Per quanto riguarda l’aspetto tecnico, meno plug-in, meno lunghi loadings, meno installazioni sono necessarie e meglio è. Un programma come Macromedia Flash ha aiutato molto la produzione degli advergames, dotandoli di un supporto largamente diffuso, multipiattaforma, ottimizzato per la Rete e relativamente semplice da progettare rispetto ai linguaggi di programmazione tradizionali.

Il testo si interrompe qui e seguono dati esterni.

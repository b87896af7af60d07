//! Configuration commands.
//!
//! Reads the engine configuration from `--config`, `CONDUCTOR_CONFIG`, or
//! `~/.conductor/conductor.toml`, falling back to `CONDUCTOR__*` environment
//! variables and defaults.

use anyhow::{Context, Result};
use clap::Subcommand;
use serde::Serialize;
use std::path::{Path, PathBuf};
use tabled::Tabled;

use conductor_core::config::{AcquisitionConfig, Config};

use crate::output::{self, OutputFormat};

#[derive(Subcommand)]
pub enum ConfigCommands {
    /// Check a configuration file for errors
    Validate,

    /// Show the effective configuration
    Show {
        /// Print the configuration as TOML
        #[arg(long)]
        toml: bool,
    },
}

/// Where the configuration came from.
#[derive(Debug, Clone, PartialEq, Eq)]
pub enum ConfigSource {
    File(PathBuf),
    Environment,
}

impl std::fmt::Display for ConfigSource {
    fn fmt(&self, f: &mut std::fmt::Formatter<'_>) -> std::fmt::Result {
        match self {
            Self::File(path) => write!(f, "{}", path.display()),
            Self::Environment => f.write_str("environment"),
        }
    }
}

#[derive(Tabled, Serialize)]
struct AcquisitionRow {
    #[tabled(rename = "Name")]
    name: String,
    #[tabled(rename = "Strategy")]
    strategy: String,
    #[tabled(rename = "Lock (ms)")]
    lock_time_in_millis: u64,
    #[tabled(rename = "Wait (ms)")]
    wait_time_in_millis: u64,
    #[tabled(rename = "Max Wait (ms)")]
    max_wait_time_in_millis: u64,
    #[tabled(rename = "Batch")]
    max_jobs_per_acquisition: usize,
    #[tabled(rename = "Lock Owner")]
    lock_owner: String,
}

impl From<&AcquisitionConfig> for AcquisitionRow {
    fn from(a: &AcquisitionConfig) -> Self {
        Self {
            name: a.name.clone(),
            strategy: a.strategy.clone(),
            lock_time_in_millis: a.lock_time_in_millis,
            wait_time_in_millis: a.wait_time_in_millis,
            max_wait_time_in_millis: a.max_wait_time_in_millis,
            max_jobs_per_acquisition: a.max_jobs_per_acquisition,
            lock_owner: a.lock_owner.clone(),
        }
    }
}

/// Default configuration file (`~/.conductor/conductor.toml`), if present.
fn default_config_path() -> Option<PathBuf> {
    let path = dirs::home_dir()?.join(".conductor").join("conductor.toml");
    path.exists().then_some(path)
}

/// Resolve the configuration file: an explicit path wins over the default file.
pub fn resolve_source(explicit: Option<PathBuf>) -> ConfigSource {
    explicit
        .or_else(default_config_path)
        .map(ConfigSource::File)
        .unwrap_or(ConfigSource::Environment)
}

/// Load and validate the configuration from `source`.
pub fn load(source: &ConfigSource) -> Result<Config> {
    match source {
        ConfigSource::File(path) => load_file(path),
        ConfigSource::Environment => {
            Config::load().context("Failed to load configuration from the environment")
        }
    }
}

fn load_file(path: &Path) -> Result<Config> {
    if !path.exists() {
        anyhow::bail!("Configuration file {} does not exist", path.display());
    }
    let path_str = path
        .to_str()
        .with_context(|| format!("Configuration path {} is not valid UTF-8", path.display()))?;
    Config::from_file(path_str).with_context(|| format!("Invalid configuration in {}", path.display()))
}

pub async fn execute(cmd: ConfigCommands, source: ConfigSource, format: OutputFormat) -> Result<()> {
    match cmd {
        ConfigCommands::Validate => {
            let config = load(&source)?;

            match format {
                OutputFormat::Table => {
                    output::print_success(&format!(
                        "Configuration from {} is valid ({} acquisition{})",
                        source,
                        config.scheduler.acquisitions.len(),
                        if config.scheduler.acquisitions.len() == 1 { "" } else { "s" }
                    ));
                }
                _ => output::print_item(
                    &serde_json::json!({
                        "source": source.to_string(),
                        "valid": true,
                        "acquisitions": config.scheduler.acquisitions.len(),
                    }),
                    format,
                )?,
            }
        }

        ConfigCommands::Show { toml } => {
            let config = load(&source)?;

            if toml {
                print!("{}", config.to_toml()?);
                return Ok(());
            }

            match format {
                OutputFormat::Table => {
                    output::print_header("Engine");
                    output::print_detail("Source", &source.to_string());
                    output::print_detail("Name", &config.engine.name);
                    output::print_detail("Retries", &config.engine.retry.retries.to_string());
                    output::print_detail("Backoff", &format!("{:?}", config.engine.retry.backoff));
                    output::print_detail(
                        "Max failure message",
                        &config.engine.max_failure_message_length.to_string(),
                    );

                    output::print_header("Scheduler");
                    output::print_detail("Worker pool", &config.scheduler.worker_pool_size.to_string());
                    output::print_detail(
                        "Permit timeout (ms)",
                        &config.scheduler.permit_timeout_millis.to_string(),
                    );

                    output::print_header("Acquisitions");
                    let rows: Vec<AcquisitionRow> =
                        config.scheduler.acquisitions.iter().map(AcquisitionRow::from).collect();
                    output::print_list(&rows, format)?;
                }
                _ => output::print_item(&config, format)?,
            }
        }
    }

    Ok(())
}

Dal punto di vista tematico più che strategico, il gioco deve essere competitivo. La competizione semplice implica un minor coinvolgimento mentale e il gioco (come già visto prima) può fungere anche da momento di relax, dunque può essere giocato nelle pause dal lavoro o dopo una giornata faticosa con una maggior disponibilità a recepire i messaggi contenuti. La competizione può incoraggiare la comunicazione, creando un’agonismo sia reale (tra colleghi di lavoro o compagni di scuola o i frequentatori di un locale) sia virtuale (tra i navigatori). Soprattutto, poi, se il gioco è multiplayer.

Un ultima annotazione, ma forse la più importante di tutte, è il fatto che nel progettare un advergame non bisogna perdere di vista il punto focale: non il gioco in sé ma il marchio, il prodotto, il servizio da promuovere sono la cosa importante. La progettazione di un gioco in questo contesto ricalca la differenza che c’è tra un film d’autore e uno spot pubblicitario. L’intreccio, i personaggi, la colonna sonora (e nel caso del gioco l’interazione) non sono funzionali alla storia ma alla dimostrazione di una tesi (il prodotto è buono, irrinunciabile, alla moda).

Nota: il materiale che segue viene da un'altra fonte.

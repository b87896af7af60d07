//! Output formatting utilities for the Conductor CLI.
//!
//! Supports table, JSON, and YAML output formats.

use anyhow::{Context, Result};
use clap::ValueEnum;
use colored::*;
use serde::Serialize;
use tabled::{
    settings::{object::Columns, Alignment, Modify, Style},
    Table, Tabled,
};

/// Output format selection.
#[derive(Debug, Clone, Copy, PartialEq, Eq, ValueEnum, Default)]
pub enum OutputFormat {
    /// Render as a formatted table
    #[default]
    Table,
    /// Render as JSON
    Json,
    /// Render as YAML
    Yaml,
}

/// Print a success message to stdout.
pub fn print_success(msg: &str) {
    println!("{} {}", "[OK]".green().bold(), msg);
}

/// Print an error message to stderr.
pub fn print_error(msg: &str) {
    eprintln!("{} {}", "[ERROR]".red().bold(), msg);
}

/// Print an informational message to stdout.
pub fn print_info(msg: &str) {
    println!("{} {}", "[INFO]".blue().bold(), msg);
}

/// Print a warning to stdout.
pub fn print_warning(msg: &str) {
    println!("{} {}", "[WARN]".yellow().bold(), msg);
}

/// Render items as a rounded table, or a dimmed placeholder when empty.
pub fn render_table<T: Tabled>(items: &[T]) -> String {
    if items.is_empty() {
        return "No results found.".dimmed().to_string();
    }
    Table::new(items)
        .with(Style::rounded())
        .with(Modify::new(Columns::first()).with(Alignment::left()))
        .to_string()
}

/// Print a list of items in the requested format.
///
/// For table output, items must implement `Tabled`. For JSON/YAML, items must
/// implement `Serialize`.
pub fn print_list<T: Tabled + Serialize>(items: &[T], format: OutputFormat) -> Result<()> {
    match format {
        OutputFormat::Table => println!("{}", render_table(items)),
        _ => print_item(&items, format)?,
    }
    Ok(())
}

/// Print a single item in the requested format.
pub fn print_item<T: Serialize + ?Sized>(item: &T, format: OutputFormat) -> Result<()> {
    match format {
        OutputFormat::Table | OutputFormat::Json => {
            let json = serde_json::to_string_pretty(item).context("Failed to serialize to JSON")?;
            println!("{}", json);
        }
        OutputFormat::Yaml => {
            let yaml = serde_yaml::to_string(item).context("Failed to serialize to YAML")?;
            print!("{}", yaml);
        }
    }
    Ok(())
}

/// Print key-value details to the terminal (non-JSON/YAML output).
pub fn print_detail(key: &str, value: &str) {
    println!("  {}: {}", key.cyan(), value);
}

/// Print a section header.
pub fn print_header(title: &str) {
    println!();
    println!("{}", title.bold().underline());
    println!();
}

/// Shorten `text` to `max` characters for table cells.
pub fn truncate(text: &str, max: usize) -> String {
    if text.chars().count() <= max {
        return text.to_string();
    }
    let mut short: String = text.chars().take(max.saturating_sub(3)).collect();
    short.push_str("...");
    short
}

Semplice, immediato, flessibile e personalizzato l’advergame è una opportunità estremamente interessante sia per la pubblicità, sia per la divulgazione di informazioni che altrimenti risulterebbero poco interessanti. Naturalmente non risolve tutti i problemi di comunicazione. Per la trasmissione di messaggi complessi è comunque necessario un sistema di comunicazione più profondo ed esaustivo (non credo ci si possa laureare giocando), ma l’advergame può essere un buon metodo di approccio.